The app allowed users to measure “how Jewish they were” by cataloguing Jewish personality traits according to how genetically Jewish users considered themselves to be.
“Listed for you, thousands of Jewish personalities (through their mother), ‘half-Jewish’ (through their father), or converts,” the app’s inventor Johann Levy promised potential buyers on the French Apple Store.
The app was pulled from the French app store in September and Europe in October, but was only pulled globally this week.
Groups including the French Jewish Students Union, SOS Racisme and the Movement Against Racism and for Friendship Between People had brought a suit against Apple in Paris demanding it withdraw the app worldwide — calling it anti-Semitic.
However rights groups dropped their case after the withdrawal of the application from every country in the world, which “satisfies our demand,” the groups’ lawyer Stephane Lilti said in court.

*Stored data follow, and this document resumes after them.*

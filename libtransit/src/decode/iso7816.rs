// libtransit/src/decode/iso7816.rs

//! Exploratory APDU pass over ISO7816 cards.
//!
//! Unlike the other decoders this one never produces an identity: it sends
//! a fixed command sequence and reports every exchange verbatim so the
//! card can be studied from the serial log.

use crate::decode::TapContext;
use crate::utils::bytes_to_hex;
use crate::Result;

/// Where a per-call parameter lands in a command template
#[derive(Debug, Clone, Copy, PartialEq, Eq)]
pub enum ParamSlot {
    /// The template is sent as is
    None,
    /// `ApduParams::record_index` at this byte offset
    RecordIndex(usize),
    /// `ApduParams::file_ref` at this byte offset
    FileRef(usize),
}

/// Immutable APDU command template
#[derive(Debug, Clone, Copy)]
pub struct ApduTemplate {
    /// Label written ahead of the trace
    pub name: &'static str,
    /// Command bytes before parameters are merged
    pub bytes: &'static [u8],
    /// Longest response the command is expected to produce
    pub response_hint: usize,
    /// Where `ApduParams` land, if anywhere
    pub slot: ParamSlot,
}

/// Per-call values merged into a template at send time
#[derive(Debug, Clone, Copy, Default, PartialEq, Eq)]
pub struct ApduParams {
    /// Record number for `readPSE`
    pub record_index: u8,
    /// Short file identifier for `readBinary`
    pub file_ref: u8,
}

impl ApduTemplate {
    /// Build the command bytes for one send.
    pub fn build(&self, params: &ApduParams) -> Vec<u8> {
        let mut cmd = self.bytes.to_vec();
        match self.slot {
            ParamSlot::None => {}
            ParamSlot::RecordIndex(i) => cmd[i] = params.record_index,
            ParamSlot::FileRef(i) => cmd[i] = params.file_ref,
        }
        cmd
    }
}

/// SELECT the master file (3F00)
pub const SELECT_BY_ID: ApduTemplate = ApduTemplate {
    name: "selectByID",
    bytes: &[0x00, 0xa4, 0x00, 0x00, 0x02, 0x3f, 0x00, 0x00],
    response_hint: 32,
    slot: ParamSlot::None,
};

/// READ RECORD from the payment system environment
pub const READ_PSE: ApduTemplate = ApduTemplate {
    name: "readPSE",
    bytes: &[0x00, 0xb2, 0x01, 0x02, 0x00, 0x00],
    response_hint: 32,
    slot: ParamSlot::RecordIndex(3),
};

/// Proprietary balance query
pub const GET_BALANCE: ApduTemplate = ApduTemplate {
    name: "getBalance",
    bytes: &[0x80, 0x5c, 0x00, 0x02, 0x04, 0x00],
    response_hint: 6,
    slot: ParamSlot::None,
};

/// READ RECORD by short file identifier
pub const READ_BINARY: ApduTemplate = ApduTemplate {
    name: "readBinary",
    bytes: &[0x00, 0xb2, 0x95, 0x00, 0x00],
    response_hint: 32,
    slot: ParamSlot::FileRef(2),
};

/// Reader escape: PN532 firmware version via pseudo-APDU
pub const ESCAPE_GET_FIRMWARE: ApduTemplate = ApduTemplate {
    name: "escapeFirmware",
    bytes: &[0xff, 0x00, 0x48, 0x00, 0x00],
    response_hint: 32,
    slot: ParamSlot::None,
};

/// Reader escape: wrapped PN532 GetFirmwareVersion (D4 02)
pub const ESCAPE_PN532_VERSION: ApduTemplate = ApduTemplate {
    name: "escapePn532Version",
    bytes: &[0xff, 0x00, 0x00, 0x00, 0x02, 0xd4, 0x02],
    response_hint: 32,
    slot: ParamSlot::None,
};

/// Fetch data left pending by a 61xx status
pub const GET_RESPONSE: ApduTemplate = ApduTemplate {
    name: "getResponse",
    bytes: &[0x00, 0xc0, 0x00, 0x00, 0x20],
    response_hint: 34,
    slot: ParamSlot::None,
};

/// Every known template
pub static APDU_TABLE: [ApduTemplate; 7] = [
    SELECT_BY_ID,
    READ_PSE,
    GET_BALANCE,
    READ_BINARY,
    ESCAPE_GET_FIRMWARE,
    ESCAPE_PN532_VERSION,
    GET_RESPONSE,
];

/// Record read by the default sequence
pub const DEFAULT_PSE_RECORD: u8 = 2;

/// Short file identifier read by the default sequence
pub const SFI_EXTRA: u8 = 21;

/// Two-byte ISO7816 status word
#[derive(Debug, Clone, Copy, PartialEq, Eq)]
pub struct StatusWord(pub u16);

impl StatusWord {
    /// A response of exactly two bytes is a bare status word.
    pub fn from_response(resp: &[u8]) -> Option<Self> {
        match resp {
            [sw1, sw2] => Some(Self(u16::from_be_bytes([*sw1, *sw2]))),
            _ => None,
        }
    }

    /// High byte
    pub fn sw1(&self) -> u8 {
        (self.0 >> 8) as u8
    }

    /// Low byte
    pub fn sw2(&self) -> u8 {
        self.0 as u8
    }

    /// Readable cause for the failure classes worth naming
    pub fn cause(&self) -> Option<&'static str> {
        match (self.sw1(), self.sw2()) {
            (0x67, _) => Some("Length Incorrect"),
            (0x69, _) => Some("Not Allowed"),
            (0x6a, 0x82) => Some("Wrong Param: File not found"),
            (0x6a, _) => Some("Wrong Param"),
            (0x6d, _) => Some("INS not supported"),
            _ => None,
        }
    }
}

/// One APDU exchange as it happened
#[derive(Debug, Clone, PartialEq, Eq)]
pub struct ApduTrace {
    /// Template name
    pub name: &'static str,
    /// Bytes actually sent
    pub command: Vec<u8>,
    /// `None` when the exchange failed
    pub response: Option<Vec<u8>>,
}

impl ApduTrace {
    /// Status word, when the response was exactly two bytes
    pub fn status(&self) -> Option<StatusWord> {
        self.response.as_deref().and_then(StatusWord::from_response)
    }

    /// Text lines for the serial trace
    pub fn lines(&self) -> Vec<String> {
        let rx = match &self.response {
            Some(resp) => {
                let mut line = format!("APDU Rx: {}", bytes_to_hex(resp));
                if let Some(cause) = self.status().and_then(|sw| sw.cause()) {
                    line.push(' ');
                    line.push_str(cause);
                }
                line
            }
            None => "APDU Rx: FAILED".to_string(),
        };
        vec![
            self.name.to_string(),
            format!("APDU Tx: {}", bytes_to_hex(&self.command)),
            rx,
        ]
    }
}

/// Diagnostic APDU sender
pub struct Iso7816Probe;

impl Iso7816Probe {
    /// Send one templated APDU, writing its trace to the serial channel
    /// whether or not the card answered.
    pub fn send(
        ctx: &mut TapContext<'_>,
        template: &ApduTemplate,
        params: &ApduParams,
    ) -> Result<ApduTrace> {
        let command = template.build(params);
        let response = match ctx.exchange(&command) {
            Ok(resp) => {
                if resp.len() > template.response_hint {
                    log::debug!(
                        "{}: {} byte response, expected at most {}",
                        template.name,
                        resp.len(),
                        template.response_hint
                    );
                }
                Some(resp)
            }
            Err(e) => {
                log::debug!("{}: {}", template.name, e);
                None
            }
        };

        let trace = ApduTrace {
            name: template.name,
            command,
            response,
        };
        for line in trace.lines() {
            log::info!("{}", line);
            ctx.sink().write_line(&line)?;
        }
        Ok(trace)
    }

    /// Run the default diagnostic sequence. The card identity is never
    /// consulted or changed.
    pub fn run(ctx: &mut TapContext<'_>) -> Result<Vec<ApduTrace>> {
        let params = ApduParams {
            record_index: DEFAULT_PSE_RECORD,
            file_ref: SFI_EXTRA,
        };
        [SELECT_BY_ID, READ_PSE, READ_BINARY, GET_BALANCE]
            .iter()
            .map(|t| Self::send(ctx, t, &params))
            .collect()
    }
}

“I’m satisfied that Mr Levy has belatedly repented and taken the wise decision to withdraw the application,” Lilti said, speaking on behalf of four rights groups.
The International League Against Racism and anti-Semitism (LICRA) has also dropped its demand that Apple uninstall the app from all devices where it has already been installed.
“Where is the anti-Semitism in this case?,” Apple’s lawyer, Catherine Muyl, said during a hearing for the LICRA case on November 17, insisting that “this is not a discrimination case.”
“When Johann Levy conceived the application, he was actually worried that it would be perceived as too ‘pro-Jewish’,” Muyl explained.
Prior to its removal from the store the “Jew or not Jew” app listed 3 500 Jewish personality traits.